Raina beranjak dari duduknya. Perempuan itu berjalan keluar kamar. Ia membawa langkahnya menuju kamar di lantai atas—kamar anaknya berada. Ya, ia sudah mengetahui seluk-beluk rumah ini dari pelayan yang dilihatnya pertama kali setelah membuka mata di tempat asing ini.

Menurut Raina, pemilik raga ini begitu tega padanya. Raina harus menggantikan posisi dan tanggung jawabnya tanpa memberikan secuil pun ingatan perihal kehidupan dan masa lalu perempuan itu. Namun, apa yang bisa Raina lakukan selain menjalani hidup seperti manusia pada umumnya.

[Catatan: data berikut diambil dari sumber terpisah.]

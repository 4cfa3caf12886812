//! Capability sets describing what a capture pin can produce

use crate::error::{CaptureError, CaptureResult};
use crate::format::{AudioFormat, VideoFormat};
use serde::{Deserialize, Serialize};

/// Supported video ranges of one capture pin media type
#[derive(Debug, Clone, PartialEq, Eq, Hash, Serialize, Deserialize)]
pub struct VideoCapabilitySet {
    /// Minimum frame width in pixels
    pub min_width: u32,
    /// Maximum frame width in pixels
    pub max_width: u32,
    /// Width granularity
    pub width_step: u32,
    /// Minimum frame height in pixels
    pub min_height: u32,
    /// Maximum frame height in pixels
    pub max_height: u32,
    /// Height granularity
    pub height_step: u32,
    /// Shortest frame interval (fastest rate), 100ns units
    pub min_frame_interval: i64,
    /// Longest frame interval (slowest rate), 100ns units
    pub max_frame_interval: i64,
    /// Format produced by the pin
    pub format: VideoFormat,
}

impl VideoCapabilitySet {
    /// A single discrete mode, as exposed by encoded exception devices
    pub fn fixed(width: u32, height: u32, frame_interval: i64, format: VideoFormat) -> Self {
        Self {
            min_width: width,
            max_width: width,
            width_step: 1,
            min_height: height,
            max_height: height,
            height_step: 1,
            min_frame_interval: frame_interval,
            max_frame_interval: frame_interval,
            format,
        }
    }

    /// Whether every ranged field collapses to a single value
    pub fn is_fixed(&self) -> bool {
        self.min_width == self.max_width
            && self.min_height == self.max_height
            && self.min_frame_interval == self.max_frame_interval
    }

    /// Check the range invariants
    pub fn validate(&self) -> CaptureResult<()> {
        if self.min_width > self.max_width || self.min_height > self.max_height {
            return Err(CaptureError::InvalidCapability {
                message: format!(
                    "inverted resolution range {}x{}..{}x{}",
                    self.min_width, self.min_height, self.max_width, self.max_height
                ),
            });
        }
        if self.width_step == 0 || self.height_step == 0 {
            return Err(CaptureError::InvalidCapability {
                message: "granularity must be at least 1".to_string(),
            });
        }
        if self.min_frame_interval > self.max_frame_interval {
            return Err(CaptureError::InvalidCapability {
                message: format!(
                    "inverted frame interval range {}..{}",
                    self.min_frame_interval, self.max_frame_interval
                ),
            });
        }
        Ok(())
    }

    /// Round a width down to the nearest valid step, `None` outside the range
    pub fn snap_width(&self, width: u32) -> Option<u32> {
        snap(width, self.min_width, self.max_width, self.width_step)
    }

    /// Round a height down to the nearest valid step, `None` outside the range
    pub fn snap_height(&self, height: u32) -> Option<u32> {
        snap(height, self.min_height, self.max_height, self.height_step)
    }

    /// Whether a frame interval lies within the supported range
    pub fn contains_interval(&self, frame_interval: i64) -> bool {
        frame_interval >= self.min_frame_interval && frame_interval <= self.max_frame_interval
    }

    /// Whether the exact mode is producible without rounding
    pub fn contains(&self, width: u32, height: u32, frame_interval: i64) -> bool {
        self.snap_width(width) == Some(width)
            && self.snap_height(height) == Some(height)
            && self.contains_interval(frame_interval)
    }
}

/// Supported audio ranges of one capture pin media type
#[derive(Debug, Clone, PartialEq, Eq, Hash, Serialize, Deserialize)]
pub struct AudioCapabilitySet {
    /// Minimum channel count
    pub min_channels: u32,
    /// Maximum channel count
    pub max_channels: u32,
    /// Channel count granularity
    pub channels_step: u32,
    /// Minimum sample rate in Hz
    pub min_sample_rate: u32,
    /// Maximum sample rate in Hz
    pub max_sample_rate: u32,
    /// Sample rate granularity
    pub sample_rate_step: u32,
    /// Format produced by the pin
    pub format: AudioFormat,
}

impl AudioCapabilitySet {
    /// A single discrete mode
    pub fn fixed(channels: u32, sample_rate: u32, format: AudioFormat) -> Self {
        Self {
            min_channels: channels,
            max_channels: channels,
            channels_step: 1,
            min_sample_rate: sample_rate,
            max_sample_rate: sample_rate,
            sample_rate_step: 1,
            format,
        }
    }

    /// Check the range invariants
    pub fn validate(&self) -> CaptureResult<()> {
        if self.min_channels > self.max_channels || self.min_sample_rate > self.max_sample_rate {
            return Err(CaptureError::InvalidCapability {
                message: format!(
                    "inverted audio range {}ch@{}..{}ch@{}",
                    self.min_channels, self.min_sample_rate, self.max_channels, self.max_sample_rate
                ),
            });
        }
        if self.channels_step == 0 || self.sample_rate_step == 0 {
            return Err(CaptureError::InvalidCapability {
                message: "granularity must be at least 1".to_string(),
            });
        }
        Ok(())
    }

    /// Round a channel count down to the nearest valid step
    pub fn snap_channels(&self, channels: u32) -> Option<u32> {
        snap(channels, self.min_channels, self.max_channels, self.channels_step)
    }

    /// Round a sample rate down to the nearest valid step
    pub fn snap_sample_rate(&self, sample_rate: u32) -> Option<u32> {
        snap(
            sample_rate,
            self.min_sample_rate,
            self.max_sample_rate,
            self.sample_rate_step,
        )
    }
}

fn snap(value: u32, min: u32, max: u32, step: u32) -> Option<u32> {
    if value < min || value > max {
        return None;
    }
    let step = step.max(1);
    Some(min + (value - min) / step * step)
}

#[cfg(test)]
mod tests {
    use super::*;

    fn webcam() -> VideoCapabilitySet {
        VideoCapabilitySet {
            min_width: 640,
            max_width: 1920,
            width_step: 8,
            min_height: 480,
            max_height: 1080,
            height_step: 8,
            min_frame_interval: 166_666,
            max_frame_interval: 666_666,
            format: VideoFormat::YUY2,
        }
    }

    #[test]
    fn test_snap_rounds_down_within_range() {
        let caps = webcam();
        assert_eq!(caps.snap_width(1283), Some(1280));
        assert_eq!(caps.snap_width(640), Some(640));
        assert_eq!(caps.snap_width(1920), Some(1920));
        assert_eq!(caps.snap_width(600), None);
        assert_eq!(caps.snap_width(2000), None);
    }

    #[test]
    fn test_contains() {
        let caps = webcam();
        assert!(caps.contains(1280, 720, 333_333));
        assert!(!caps.contains(1281, 720, 333_333));
        assert!(!caps.contains(1280, 720, 100_000));
    }

    #[test]
    fn test_fixed_caps() {
        let caps = VideoCapabilitySet::fixed(1920, 1080, 166_833, VideoFormat::H264);
        assert!(caps.is_fixed());
        assert!(caps.validate().is_ok());
        assert!(caps.contains(1920, 1080, 166_833));
        assert!(!webcam().is_fixed());
    }

    #[test]
    fn test_validate_rejects_bad_ranges() {
        let mut caps = webcam();
        caps.width_step = 0;
        assert!(caps.validate().is_err());

        let mut caps = webcam();
        caps.min_frame_interval = 1_000_000;
        assert!(caps.validate().is_err());

        let audio = AudioCapabilitySet {
            min_channels: 2,
            max_channels: 1,
            channels_step: 1,
            min_sample_rate: 8000,
            max_sample_rate: 48000,
            sample_rate_step: 1,
            format: AudioFormat::Wave16bit,
        };
        assert!(audio.validate().is_err());
    }

    #[test]
    fn test_audio_snap() {
        let audio = AudioCapabilitySet {
            min_channels: 1,
            max_channels: 2,
            channels_step: 1,
            min_sample_rate: 8000,
            max_sample_rate: 48000,
            sample_rate_step: 100,
            format: AudioFormat::Wave16bit,
        };
        assert_eq!(audio.snap_sample_rate(44_150), Some(44_100));
        assert_eq!(audio.snap_channels(3), None);
        assert!(AudioCapabilitySet::fixed(2, 48_000, AudioFormat::AAC).validate().is_ok());
    }
}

Menghela napas pelan, Raina memilih membuka pintu kamar di hadapannya. Setelah pintu itu terbuka, matanya dihadapkan dengan pemandangan kamar yang cukup menarik dan imut di matanya. Kamar ini tampak apik dengan desain seperti pemandangan luar angkasa. Terdapat beberapa ornamen benda-benda luar angkasa yang tersusun rapi pada rak dinding. Di sudut ruangan, terdapat lemari yang dipenuhi oleh koleksi boneka yang sekilas terlihat hampir mirip dengan lemari pajangan boneka di rumah Reina dulu. Raina sungguh dibuat kagum dengan tata letak kamar yang saat ini tengah dipijaknya ini.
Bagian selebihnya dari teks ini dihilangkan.